If indices_only = True, a NumPy array containing the integer indices of features in features that were chosen as markers.

property markers: dict[Any, dict[Any, list]]

Markers for every pairwise comparison between labels.

num_labels()[source]
Return type:

int

Returns:

Number of unique labels in this reference.

num_markers()[source]
Return type:

int

Returns:

Number of markers to be used for classification. This is the same as the size of the array from marker_subset().

singler.train_single.train_single(ref_data, ref_labels, ref_features, test_features=None, assay_type='logcounts', restrict_to=None, check_missing=True, markers=None, marker_method='classic', num_de=None, marker_args={}, aggregate=False, aggregate_args={}, nn_parameters=<knncolle.vptree.VptreeParameters object>, num_threads=1)[source]

Build a single reference dataset in preparation for classification.

Parameters:
  • ref_data (Any) –

    A matrix-like object where rows are features, columns are reference profiles, and each entry is the expression value. If markers is not provided, expression should be normalized and log-transformed in preparation for marker prioritization via differential expression analyses. Otherwise, any expression values are acceptable as only the ranking within each column is used.

    Alternatively, a SummarizedExperiment containing such a matrix in one of its assays.

  • ref_labels (Sequence) – Sequence of labels for each reference profile, i.e., column in ref_data.

  • ref_features (Sequence) – Sequence of identifiers for each feature, i.e., row in ref_data.

  • test_features (Optional[Sequence]) – Sequence of identifiers for each feature in the test dataset.

  • assay_type (Union[str, int]) – Assay containing the expression matrix, if ref_data is a SummarizedExperiment.

  • check_missing (bool) – Whether to check for and remove rows with missing (NaN) values from ref_data.

  • restrict_to (Union[set, dict, None]) – Subset of available features to restrict to. Only features in restrict_to will be used in the reference building. If None, no restriction is performed.

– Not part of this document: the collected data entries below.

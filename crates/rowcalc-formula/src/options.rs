//! Engine configuration

use rowcalc_core::DEFAULT_MEMO_CAPACITY;

/// Default number of compiled formulas kept by the cache
pub const DEFAULT_CACHE_CAPACITY: usize = 4096;

/// Default decimals kept by numeric output rounding
pub const DEFAULT_PRECISION: i32 = 4;

/// Options for a [`FormulaEngine`](crate::FormulaEngine)
#[derive(Debug, Clone, PartialEq)]
pub struct EngineOptions {
    /// Maximum compiled formulas kept, least recently used evicted first (default: 4096)
    pub cache_capacity: usize,
    /// Entries at which a normalizer memo table is cleared (default: 10 000)
    pub memo_capacity: usize,
    /// Decimals kept when rounding numeric results (default: 4)
    pub precision: i32,
    /// Reject unknown function names at compile time instead of compiling them to `0`
    pub strict_functions: bool,
}

impl Default for EngineOptions {
    fn default() -> Self {
        Self {
            cache_capacity: DEFAULT_CACHE_CAPACITY,
            memo_capacity: DEFAULT_MEMO_CAPACITY,
            precision: DEFAULT_PRECISION,
            strict_functions: false,
        }
    }
}

impl EngineOptions {
    /// Create options with default values
    pub fn new() -> Self {
        Self::default()
    }

    /// Set the compiled-formula cache capacity
    pub fn with_cache_capacity(mut self, capacity: usize) -> Self {
        self.cache_capacity = capacity;
        self
    }

    /// Set the normalizer memo capacity
    pub fn with_memo_capacity(mut self, capacity: usize) -> Self {
        self.memo_capacity = capacity;
        self
    }

    /// Set the number of decimals kept by numeric rounding
    pub fn with_precision(mut self, precision: i32) -> Self {
        self.precision = precision;
        self
    }

    /// Enable or disable strict function names
    pub fn with_strict_functions(mut self, strict: bool) -> Self {
        self.strict_functions = strict;
        self
    }
}

#[cfg(test)]
mod tests {
    use super::*;

    #[test]
    fn test_defaults() {
        let options = EngineOptions::default();
        assert_eq!(options.cache_capacity, 4096);
        assert_eq!(options.memo_capacity, 10_000);
        assert_eq!(options.precision, 4);
        assert!(!options.strict_functions);
    }

    #[test]
    fn test_builders() {
        let options = EngineOptions::new()
            .with_cache_capacity(8)
            .with_memo_capacity(16)
            .with_precision(2)
            .with_strict_functions(true);
        assert_eq!(options.cache_capacity, 8);
        assert_eq!(options.memo_capacity, 16);
        assert_eq!(options.precision, 2);
        assert!(options.strict_functions);
    }
}
//! Compiled expression tree

use crate::functions::Function;

/// Compiled formula expression
#[derive(Debug, Clone, PartialEq)]
pub enum Expr {
    // === Literals ===
    /// Numeric literal, also the constant for unknown identifiers
    Number(f64),
    /// String literal
    Text(String),

    // === References ===
    /// `[Name]` lookup into the current row
    Field(String),

    // === Operators ===
    /// Unary minus over the numeric coercion of the operand
    Negate(Box<Expr>),
    /// Binary operation
    Binary {
        op: BinaryOperator,
        left: Box<Expr>,
        right: Box<Expr>,
    },

    // === Function call ===
    Call { function: Function, args: Vec<Expr> },
}

impl Expr {
    pub(crate) fn binary(op: BinaryOperator, left: Expr, right: Expr) -> Self {
        Expr::Binary {
            op,
            left: Box::new(left),
            right: Box::new(right),
        }
    }
}

/// Binary operators
#[derive(Debug, Clone, Copy, PartialEq, Eq)]
pub enum BinaryOperator {
    // Arithmetic
    Add,
    Subtract,
    Multiply,
    Divide,

    // Comparison
    Equal,
    NotEqual,
    LessThan,
    LessEqual,
    GreaterThan,
    GreaterEqual,
}

impl BinaryOperator {
    /// Operator for a canonical operator token
    pub fn from_symbol(symbol: &str) -> Option<Self> {
        Some(match symbol {
            "+" => BinaryOperator::Add,
            "-" => BinaryOperator::Subtract,
            "*" => BinaryOperator::Multiply,
            "/" => BinaryOperator::Divide,
            "=" => BinaryOperator::Equal,
            "<>" => BinaryOperator::NotEqual,
            "<" => BinaryOperator::LessThan,
            "<=" => BinaryOperator::LessEqual,
            ">" => BinaryOperator::GreaterThan,
            ">=" => BinaryOperator::GreaterEqual,
            _ => return None,
        })
    }

    pub fn symbol(&self) -> &'static str {
        match self {
            BinaryOperator::Add => "+",
            BinaryOperator::Subtract => "-",
            BinaryOperator::Multiply => "*",
            BinaryOperator::Divide => "/",
            BinaryOperator::Equal => "=",
            BinaryOperator::NotEqual => "<>",
            BinaryOperator::LessThan => "<",
            BinaryOperator::LessEqual => "<=",
            BinaryOperator::GreaterThan => ">",
            BinaryOperator::GreaterEqual => ">=",
        }
    }

    /// Check if this operator compares raw values instead of numbers
    pub fn is_comparison(&self) -> bool {
        !matches!(
            self,
            BinaryOperator::Add
                | BinaryOperator::Subtract
                | BinaryOperator::Multiply
                | BinaryOperator::Divide
        )
    }
}
//! # rowcalc-core
//!
//! Core data types and normalizers for the rowcalc formula engine.
//!
//! This crate provides:
//! - [`Value`] - the dynamically-typed scalar read from rows and returned by formulas
//! - [`Row`] - read access to one data row
//! - [`parse_number`] - locale-tolerant numeric parsing (`1.000,50`, `1,000.50`, `10 k€`)
//! - [`parse_date`] - Excel serials, timestamps, `DD/MM/YYYY` and ISO dates
//! - [`Normalizer`] - memoizing front-end to both parsers
//!
//! ## Example
//!
//! ```rust
//! use rowcalc_core::{parse_number, grouped_label, Grouping, Value};
//!
//! assert_eq!(parse_number(&Value::text("1 234,5"), None), 1234.5);
//! assert_eq!(grouped_label("15/05/2024", Grouping::Quarter), "2024-T2");
//! ```

pub mod date;
pub mod error;
pub mod memo;
pub mod number;
pub mod value;

pub use date::{
    excel_serial_from_ymd, from_excel_serial, grouped_label, parse_date, to_excel_serial,
    ymd_rollover, Grouping,
};
pub use error::{Error, Result};
pub use memo::{Normalizer, DEFAULT_MEMO_CAPACITY};
pub use number::{parse_number, parse_number_str, round_half_up, to_number_strict};
pub use value::{OutputKind, Row, Value};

  • markers (Optional[dict[Any, dict[Any, Sequence]]]) – Upregulated markers for each pairwise comparison between labels. Specifically, markers[a][b] should be a sequence of features that are upregulated in a compared to b. All such features should be present in features, and all labels in labels should have keys in the inner and outer dictionaries.

  • marker_method (Literal['classic', 'auc', 'cohens_d']) – Method to identify markers from each pairwise comparisons between labels in ref_data. If classic, we call get_classic_markers(). If auc or cohens_d, we call score_markers(). Only used if markers is not supplied.

  • num_de (Optional[int]) – Number of differentially expressed genes to use as markers for each pairwise comparison between labels. If None and marker_method = "classic", an appropriate number of genes is determined by get_classic_markers(). Otherwise, it is set to 10. Only used if markers is not supplied.

  • marker_args (dict) – Further arguments to pass to the chosen marker detection method. If marker_method = "classic", this is get_classic_markers(), otherwise it is score_markers(). Only used if markers is not supplied.

  • aggregate (bool) – Whether the reference dataset should be aggregated to pseudo-bulk samples for speed, see aggregate_reference() for details.

  • aggregate_args (dict) – Further arguments to pass to aggregate_reference() when aggregate = True.

  • nn_parameters (Optional[Parameters]) – Algorithm for constructing the neighbor search index, used to compute scores during classification.

  • num_threads (int) – Number of threads to use for reference building.

Return type:

TrainedSingleReference

Returns:

The pre-built reference, ready for use in downstream methods like classify_single().